TO DO:
Within the material that follows, how many lines include the string "mangle"? Answer with the number and nothing more.

** Opening RECORD EXCERPTS block **

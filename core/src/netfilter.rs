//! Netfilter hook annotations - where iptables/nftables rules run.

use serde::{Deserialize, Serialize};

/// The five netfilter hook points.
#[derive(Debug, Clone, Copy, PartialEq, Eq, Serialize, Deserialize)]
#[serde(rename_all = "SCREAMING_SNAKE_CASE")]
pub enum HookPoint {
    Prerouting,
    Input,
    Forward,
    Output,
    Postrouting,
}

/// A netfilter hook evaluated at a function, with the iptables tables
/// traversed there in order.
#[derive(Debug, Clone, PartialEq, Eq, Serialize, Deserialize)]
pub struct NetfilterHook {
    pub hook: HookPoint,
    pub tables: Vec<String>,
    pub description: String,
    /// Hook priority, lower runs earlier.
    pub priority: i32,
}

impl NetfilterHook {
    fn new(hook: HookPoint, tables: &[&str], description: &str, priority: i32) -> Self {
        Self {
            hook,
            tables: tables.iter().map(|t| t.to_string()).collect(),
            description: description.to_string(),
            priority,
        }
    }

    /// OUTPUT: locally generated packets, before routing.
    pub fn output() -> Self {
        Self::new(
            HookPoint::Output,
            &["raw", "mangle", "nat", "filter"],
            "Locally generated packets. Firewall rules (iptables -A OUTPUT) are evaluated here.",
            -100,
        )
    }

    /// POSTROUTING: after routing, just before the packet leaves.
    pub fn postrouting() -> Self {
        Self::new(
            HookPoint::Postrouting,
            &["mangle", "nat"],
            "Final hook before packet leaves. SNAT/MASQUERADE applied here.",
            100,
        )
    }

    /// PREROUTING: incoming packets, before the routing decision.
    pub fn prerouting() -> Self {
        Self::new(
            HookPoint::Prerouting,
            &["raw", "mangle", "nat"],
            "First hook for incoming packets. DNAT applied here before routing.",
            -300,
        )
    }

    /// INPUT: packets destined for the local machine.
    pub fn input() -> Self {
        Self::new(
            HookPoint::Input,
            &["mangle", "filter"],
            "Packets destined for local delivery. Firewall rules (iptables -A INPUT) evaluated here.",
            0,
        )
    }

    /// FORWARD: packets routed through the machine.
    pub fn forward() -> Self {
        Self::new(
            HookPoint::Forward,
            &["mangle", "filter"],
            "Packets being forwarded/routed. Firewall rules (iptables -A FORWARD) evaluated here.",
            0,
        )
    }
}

** Closing RECORD EXCERPTS block **

EXERCISE SOLUTION:
5